В романтической новелле самодеятельность героя ограничена различными силами, деформирована. Характерные для новеллы конфликтные коллизии, парадоксальные контрасты (восходящие в конечном счете к анекдоту) укоренены в глубинных противопоставлениях, охватывающих и недра душевной жизни иокружающий человека мир, вплоть до космических масштабов (в силу одновременного усиления в романтизме и индивидуального и универсального начала). В порождении конфликтов принимают участие противопоставления реального и идеального, действительного и мнимого, сущностного и поверхностного, Природы и Культуры, прошлого и настоящего, личной инициативы: и судьбы как высшего закона и т. д. Романтическая новелла понимает «удивительное» по-другому и гораздо шире, глубже, многообразнее. Удивительное, «неслыханное» у романтиков — это и прямо сверхъестественное, т. е. мистическое или сказочное, и необычайные психологические обстоятельства (возникающие в «граничных» ситуациях за счет особой чувствительности героев или их таинственных, подсознательных влечений), и странные, причудливые характеры людей (демонические натуры, меланхолические неудачники, чудаки, беззаботные «счастливчики» и т. п.), и яркие проявления национального или местного бытового либо иного колорита. Фантастика ведет к сближению со сказкой и к появлению гибридных жанровых образований, к опытам сочинения «искусственных» литературных сказок. Фантастика может выражаться
в двоемирии, в двойных мотивировках или интерпретациях тех же событий и персонажей. Фантастика может охватывать и сферу идеального и сферу демонического («тайны и ужасы»). Она может преподноситься совершенно всерьез и с юмором, с релятивизирующей романтической иронией. Использование фантастики и сказки (часто в сочетании с большей пассивностью героев) делает романтическую новеллу отчасти сходной с фантастической новеллой на Востоке. Обращение к фантастике способствует обогащению глубинного уровня. Романтизм очень склонен, как известно, к живописности и к лирическо-символической стихии (на стыке этих двух моментов — лирические пейзажи). Живописность и лирическое начало, как и местный бытовой колорит, требуют подробностей и описаний, которые неизбежно замедляют действие. Изображение «странных» характеров ведет к умножению эпизодов, иллюстрирующих эти странности, и тем самым ведет к ретардации, к ослаблению напряжения.

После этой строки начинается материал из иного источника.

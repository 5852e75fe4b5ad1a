pub mod completions;
pub mod doctor;
pub mod log;
pub mod man_pages;
pub mod plan;
pub mod rollback;
pub mod run;

use cloyster_core::{CancelToken, Orchestrator, RetryPolicy, StepRegistry};
use cloyster_host::{select_backend, HostBackends};
use cloyster_schema::{parse_plan_file, Settings};
use cloyster_store::{AbortCause, RunStatus, StateLayout};
use indicatif::{ProgressBar, ProgressStyle};
use std::path::{Path, PathBuf};
use std::time::Duration;
use tracing::debug;

pub const EXIT_SUCCESS: u8 = 0;
pub const EXIT_FAILURE: u8 = 1;
pub const EXIT_PLAN_ERROR: u8 = 2;
pub const EXIT_RUN_LOCKED: u8 = 3;
pub const EXIT_ABORTED: u8 = 4;
pub const EXIT_CANCELLED: u8 = 5;

/// Settings and paths shared by every command that touches the host.
pub struct Context {
    pub settings: Settings,
    pub state_dir: PathBuf,
    pub json: bool,
}

impl Context {
    pub fn load(config: &Path, state_dir: Option<&Path>, json: bool) -> Result<Self, String> {
        let settings =
            Settings::load_or_default(config).map_err(|e| format!("config error: {e}"))?;
        let state_dir = settings.resolve_state_dir(state_dir);
        debug!(
            "settings from {}, state in {}, backend {}",
            config.display(),
            state_dir.display(),
            settings.backend
        );
        Ok(Self {
            settings,
            state_dir,
            json,
        })
    }

    pub fn layout(&self) -> StateLayout {
        StateLayout::new(&self.state_dir)
    }

    pub fn backends(&self) -> Result<HostBackends, String> {
        select_backend(&self.settings.backend, &self.settings)
            .map_err(|e| format!("config error: {e}"))
    }

    pub fn orchestrator(&self) -> Result<Orchestrator, String> {
        let backends = self.backends()?;
        Ok(Orchestrator::new(
            self.layout(),
            &backends,
            RetryPolicy::from_settings(&self.settings.retry),
        )
        .with_cancel_token(CancelToken::from_signals()))
    }
}

pub fn load_registry(plan: &Path) -> Result<StepRegistry, String> {
    let file = parse_plan_file(plan).map_err(|e| format!("plan error: {e}"))?;
    StepRegistry::from_plan_file(&file).map_err(|e| e.to_string())
}

/// Exit code for an error message, keyed on its prefix.
pub fn error_exit_code(msg: &str) -> u8 {
    if msg.starts_with("plan error:") || msg.starts_with("config error:") {
        EXIT_PLAN_ERROR
    } else if msg.starts_with("run lock:") {
        EXIT_RUN_LOCKED
    } else {
        EXIT_FAILURE
    }
}

/// Exit code for the final status of a run.
pub fn status_exit_code(status: RunStatus) -> u8 {
    match status {
        RunStatus::Completed | RunStatus::Aborted(AbortCause::Operator) => EXIT_SUCCESS,
        RunStatus::Aborted(AbortCause::Failure) => EXIT_ABORTED,
        RunStatus::Aborted(AbortCause::Cancelled) => EXIT_CANCELLED,
        RunStatus::NotStarted | RunStatus::Running => EXIT_FAILURE,
    }
}

pub fn json_pretty(value: &impl serde::Serialize) -> Result<String, String> {
    serde_json::to_string_pretty(value).map_err(|e| format!("JSON serialization failed: {e}"))
}

pub fn spinner(msg: &str) -> ProgressBar {
    let pb = ProgressBar::new_spinner();
    if let Ok(style) = ProgressStyle::with_template("{spinner:.cyan} {msg}") {
        pb.set_style(style.tick_strings(&["⠋", "⠙", "⠹", "⠸", "⠼", "⠴", "⠦", "⠧", "⠇", "⠏"]));
    }
    pb.set_message(msg.to_owned());
    pb.enable_steady_tick(Duration::from_millis(80));
    pb
}

pub fn spin_ok(pb: &ProgressBar, msg: &str) {
    finish(pb, &format!("✓ {msg}"));
}

pub fn spin_fail(pb: &ProgressBar, msg: &str) {
    finish(pb, &format!("✗ {msg}"));
}

fn finish(pb: &ProgressBar, msg: &str) {
    if let Ok(style) = ProgressStyle::with_template("{msg}") {
        pb.set_style(style);
    }
    pb.finish_with_message(msg.to_owned());
}

pub fn colorize_status(status: RunStatus) -> String {
    use console::Style;
    let text = status.to_string();
    match status {
        RunStatus::Completed => Style::new().green().apply_to(text).to_string(),
        RunStatus::Running => Style::new().cyan().bold().apply_to(text).to_string(),
        RunStatus::Aborted(AbortCause::Failure) => Style::new().red().apply_to(text).to_string(),
        RunStatus::Aborted(_) => Style::new().yellow().apply_to(text).to_string(),
        RunStatus::NotStarted => Style::new().dim().apply_to(text).to_string(),
    }
}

Подобные тенденции враждебны жанровой специфике новеллы, и романтическая новелла порой действительно трансформируется в повесть, маленький роман, натуральный очерк, притчу и т. д. Однако, с другой стороны, суммарность романтического метода, не претендующего на выявление всей цепи причинно-следственных связей, на развернутые социально-исторические и иные строго объективные мотивировки (как в реалистическом романе), ведет как раз к специфике новеллы. Кроме того, тяготение к «исключительному» и «неслыханному», в сущности, соответствует одновременно и специфике романтизма как стиля и метода и специфике новеллы как жанра. Известная аппозиция между необычайным и реальным свойственна жанровой природе новеллы. Эта оппозиция у романтиков часто выглядит как разрыв, отчуждение, что как бы нарушает жанровое равновесие. Но само ощущение, осознание этой диалектики необычного/реального в какой-то мере как раз способствует более глубокому использованию специфики новеллы.

В силу указанных причин романтики часто прибегали к жанру новеллы и наряду со многими гибридными или «смазанными» полуновеллистическими повествованиями дали целый ряд замечательных образцов новеллистического жанра.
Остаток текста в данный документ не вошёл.